Inflammatory Bowel Disease is a chronic disorder resulting in inflammation and ulceration of the intestinal mucosa. It is a multifactorial disease caused by the interplay between genetics of an individual, microbiota and environment. A number of genes have been reported as susceptibility factors, including NOD2 that plays a role in the recognition of bacterial cell wall components and activation of pro-inflammatory pathways. The main aspects of the disease are disruption of the intestinal barrier and upregulation in the expression of pro-inflammatory cytokines. Standard 2D models of the intestine fail to mimic physiological complexity of the intestinal tissue inclusive of presence of various cell types, extracelular matrix and incorporation of the fluid flow. There is a need for novel in vitro models that would mimic human biology more closely while being suitable for including in the drug development pipeline.

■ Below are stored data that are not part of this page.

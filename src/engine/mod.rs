//! Claim extraction and cross-referencing engine.
//!
//! The engine is a pure, synchronous transformation: given a mainstream pool
//! and a fact-check pool it returns one [`ArticleReport`] per mainstream
//! article plus [`RunStats`]. It fetches nothing and keeps no state between
//! runs.
//!
//! # Pipeline
//!
//! 1. [`segment`]: split title + description into bounded sentences
//! 2. [`claims`]: keep the first few sentences per article as claims
//! 3. [`crossref`]: look for each claim in both pools (prefix fast path,
//!    then [`similarity`] fallback)
//! 4. [`confidence`]: turn the matches into a bounded score
//! 5. [`report`]: assemble reports and aggregate counts
//!
//! # Example
//!
//! ```ignore
//! let engine = Engine::new(EngineConfig::default())?;
//! let output = engine.analyze(&articles, &fact_checks);
//! for report in &output.reports {
//!     println!("{}: {} claims", report.title, report.claims.len());
//! }
//! ```

pub mod claims;
pub mod confidence;
pub mod crossref;
pub mod report;
pub mod segment;
pub mod similarity;

use crate::config::EngineConfig;
use crate::error::ConfigError;
use crate::feeds::{parse_feeds, ParseOptions, XmlParser};
use crate::models::{AnalysisOutput, Article, ArticleReport, FactCheckEntry, FeedText, MatchKind};
use crossref::CandidatePool;
use segment::Segmenter;
use tracing::{debug, info, instrument, warn};

/// A configured engine. Build one per run.
#[derive(Debug, Clone)]
pub struct Engine {
    config: EngineConfig,
    segmenter: Segmenter,
}

impl Engine {
    /// Validate `config` and prepare the segmenter.
    ///
    /// # Errors
    ///
    /// Returns [`ConfigError::Invalid`] for out-of-range tunables.
    pub fn new(config: EngineConfig) -> Result<Self, ConfigError> {
        config.validate()?;
        let segmenter = Segmenter::new(config.min_sentence_chars, config.max_sentence_chars)
            .map_err(|e| ConfigError::Invalid(format!("sentence bounds: {}", e)))?;
        Ok(Self { config, segmenter })
    }

    pub fn config(&self) -> &EngineConfig {
        &self.config
    }

    /// Feed parsing options derived from this engine's configuration.
    pub fn parse_options(&self) -> ParseOptions {
        ParseOptions::from(&self.config)
    }

    /// Score every claim of every mainstream article.
    ///
    /// Reports come back in `articles` order, claims in sentence order and
    /// matches in pool order, so identical inputs give identical output.
    ///
    /// # Arguments
    ///
    /// * `articles` - The mainstream pool; each article is both a claim
    ///   source and a corroboration candidate for the others
    /// * `fact_checks` - Entries from fact-checking feeds, used only as a
    ///   penalty signal
    ///
    /// # Returns
    ///
    /// One [`ArticleReport`] per article plus aggregate [`crate::models::RunStats`].
    #[instrument(level = "info", skip_all, fields(articles = articles.len(), fact_checks = fact_checks.len()))]
    pub fn analyze(&self, articles: &[Article], fact_checks: &[FactCheckEntry]) -> AnalysisOutput {
        let mainstream = CandidatePool::new(MatchKind::Mainstream, articles);
        let fact_pool = CandidatePool::new(MatchKind::Factcheck, fact_checks);
        debug!(
            mainstream = mainstream.len(),
            fact_checks = fact_pool.len(),
            "Prepared candidate pools"
        );
        if fact_pool.is_empty() {
            warn!("Fact-check pool is empty; no claim can be penalized");
        }

        let reports: Vec<ArticleReport> = articles
            .iter()
            .enumerate()
            .map(|(index, article)| {
                report::build_article_report(
                    &self.segmenter,
                    article,
                    index,
                    &mainstream,
                    &fact_pool,
                    &self.config,
                )
            })
            .collect();

        let stats = report::compute_stats(articles, &reports);
        info!(
            distinct_sources = stats.distinct_sources,
            article_count = stats.article_count,
            claim_count = stats.claim_count,
            "Analysis complete"
        );
        AnalysisOutput { reports, stats }
    }

    /// Parse both pools from raw feed text, then [`Engine::analyze`] them.
    ///
    /// Feeds that fail to parse contribute no articles.
    ///
    /// # Arguments
    ///
    /// * `parser` - XML capability used to read every document
    /// * `mainstream` - Raw mainstream feeds with their source labels
    /// * `fact_checks` - Raw fact-check feeds with their source labels
    ///
    /// # Returns
    ///
    /// The same [`AnalysisOutput`] [`Engine::analyze`] would give for the
    /// parsed articles, in feed order.
    pub fn analyze_feeds<P>(
        &self,
        parser: &P,
        mainstream: &[FeedText],
        fact_checks: &[FeedText],
    ) -> AnalysisOutput
    where
        P: XmlParser + ?Sized,
    {
        let options = self.parse_options();
        let articles = parse_feeds(parser, mainstream, &options);
        let fact_entries = parse_feeds(parser, fact_checks, &options);
        info!(
            mainstream_feeds = mainstream.len(),
            articles = articles.len(),
            factcheck_feeds = fact_checks.len(),
            fact_entries = fact_entries.len(),
            "Parsed feed pools"
        );
        self.analyze(&articles, &fact_entries)
    }
}

#[cfg(test)]
mod tests {
    use super::*;
    use crate::feeds::QuickXmlParser;

    fn article(source: &str, title: &str, description: &str) -> Article {
        Article {
            source: source.to_string(),
            title: title.to_string(),
            link: format!("https://{}/story", source),
            description: description.to_string(),
            published: String::new(),
        }
    }

    fn engine() -> Engine {
        Engine::new(EngineConfig::default()).unwrap()
    }

    #[test]
    fn test_new_rejects_invalid_config() {
        let config = EngineConfig {
            min_sentence_chars: 10,
            max_sentence_chars: 5,
            ..EngineConfig::default()
        };
        assert!(Engine::new(config).is_err());
    }

    #[test]
    fn test_verbatim_repeat_is_corroborated_once() {
        let articles = vec![
            article(
                "a.com",
                "Flood warning issued for coastal regions as storm intensifies.",
                "",
            ),
            article(
                "b.com",
                "Evening briefing",
                "Flood warning issued for coastal regions as storm intensifies. Roads are closing.",
            ),
        ];
        let output = engine().analyze(&articles, &[]);
        let claim = &output.reports[0].claims[0];
        assert_eq!(claim.claim, "Flood warning issued for coastal regions as storm intensifies.");
        assert_eq!(claim.matches.len(), 1);
        assert_eq!(claim.matches[0].source, "b.com");
        assert_eq!(claim.matches[0].score, None);
        assert!(claim.fact_matches.is_empty());
        assert_eq!(claim.confidence, 0.62);
    }

    #[test]
    fn test_unmatched_claim_scores_base() {
        let articles = vec![
            article("a.com", "Zebras were seen migrating north during the monsoon season.", ""),
            article("b.com", "Quarterly earnings beat analyst expectations this spring.", ""),
        ];
        let facts = vec![article("Snopes", "Viral shark photo on flooded highway is fake", "")];
        let output = engine().analyze(&articles, &facts);
        let claim = &output.reports[0].claims[0];
        assert!(claim.matches.is_empty());
        assert!(claim.fact_matches.is_empty());
        assert_eq!(claim.confidence, 0.5);
    }

    #[test]
    fn test_two_sources_and_a_fact_check() {
        let text = "Officials say the city water supply is safe to drink again.";
        let articles = vec![
            article("origin.com", text, ""),
            article("a.com", text, ""),
            article("b.com", text, ""),
        ];
        let facts = vec![article("PolitiFact", text, "Rated: missing context.")];
        let output = engine().analyze(&articles, &facts);
        let claim = &output.reports[0].claims[0];
        assert_eq!(claim.matches.len(), 2);
        assert_eq!(claim.fact_matches.len(), 1);
        assert_eq!(claim.confidence, 0.29);
    }

    #[test]
    fn test_stats_and_order() {
        let articles = vec![
            article("a.com", "First article headline is long enough to count.", ""),
            article("b.com", "Second article headline is also long enough.", ""),
            article("a.com", "Short", ""),
        ];
        let output = engine().analyze(&articles, &[]);
        let titles: Vec<&str> = output.reports.iter().map(|r| r.title.as_str()).collect();
        assert_eq!(titles, vec![articles[0].title.as_str(), articles[1].title.as_str(), "Short"]);
        assert!(output.reports[2].claims.is_empty());
        assert_eq!(output.stats.distinct_sources, 2);
        assert_eq!(output.stats.article_count, 3);
        assert_eq!(output.stats.claim_count, 2);
    }

    #[test]
    fn test_runs_are_deterministic() {
        let articles = vec![
            article("a.com", "Storm intensifies along the coast as flood warnings spread.", ""),
            article("b.com", "Coastal flood warnings spread as the storm intensifies.", ""),
            article("c.com", "Flood warnings spread along the coast tonight.", ""),
        ];
        let e = engine();
        assert_eq!(e.analyze(&articles, &[]), e.analyze(&articles, &[]));
    }

    #[test]
    fn test_empty_pools() {
        let output = engine().analyze(&[], &[]);
        assert!(output.reports.is_empty());
        assert_eq!(output.stats.article_count, 0);
        assert_eq!(output.stats.distinct_sources, 0);
    }

    #[test]
    fn test_analyze_feeds_tolerates_broken_sources() {
        let good = FeedText {
            source_label: "good.com".to_string(),
            raw_xml: r#"<rss><channel>
                <item><title>Flood warning issued for coastal regions as storm intensifies.</title><link>https://good.com/1</link></item>
                <item><title>Weather</title><description>Flood warning issued for coastal regions as storm intensifies, officials said.</description></item>
            </channel></rss>"#
                .to_string(),
        };
        let broken = FeedText {
            source_label: "broken.com".to_string(),
            raw_xml: "<html><body>Service Unavailable".to_string(),
        };
        let facts = FeedText {
            source_label: "Snopes".to_string(),
            raw_xml: "not xml".to_string(),
        };

        let output = engine().analyze_feeds(&QuickXmlParser, &[good, broken], &[facts]);
        assert_eq!(output.stats.article_count, 2);
        assert_eq!(output.stats.distinct_sources, 1);
        let claim = &output.reports[0].claims[0];
        assert_eq!(claim.link, "https://good.com/1");
        assert_eq!(claim.matches.len(), 1);
        assert_eq!(claim.confidence, 0.62);
    }
}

In this thesis we present the development of multiple gut on a chip models that capture boundary aspect of the intestinal tissue. We investagated epithelial immune response to the pro-inflammatory triggers characteristic to IBD in mono- and co-culture with hematopoietic cells. We decribe generation of the models established with commonly used Caco-2 adenocarcinoma cell line, iPSC-derived as well as human stem cells derived intestinal organoids. Our results show that organ on a chip technology could be successfully used to model human intestine. OrganoPlate® platform used in the development of the models suited for high throughput screening allowed for generation of physiologically relevant models with pump-free perfusion. Obtained epithelial barriers exhibited rapid cell polarization, expression of major intestinal markers and barrier integrity. We show a proof of concept study in which iPSC-derived intestinal organoids cultured in a tubular form were triggered with pro-inflammatory cytokines. The inflamed phenotype was efficiently reverted with the addition of an anti-inflammatory compound proving suitability of the model for IBD-related drug discovery research. These findings provide the basis for further research towards generation of novel in vitro models. Combining organoid cultures with organ on chip technology advances the current state of the art in tissue and disease modelling giving a promise for significant developments in the drug discovery field.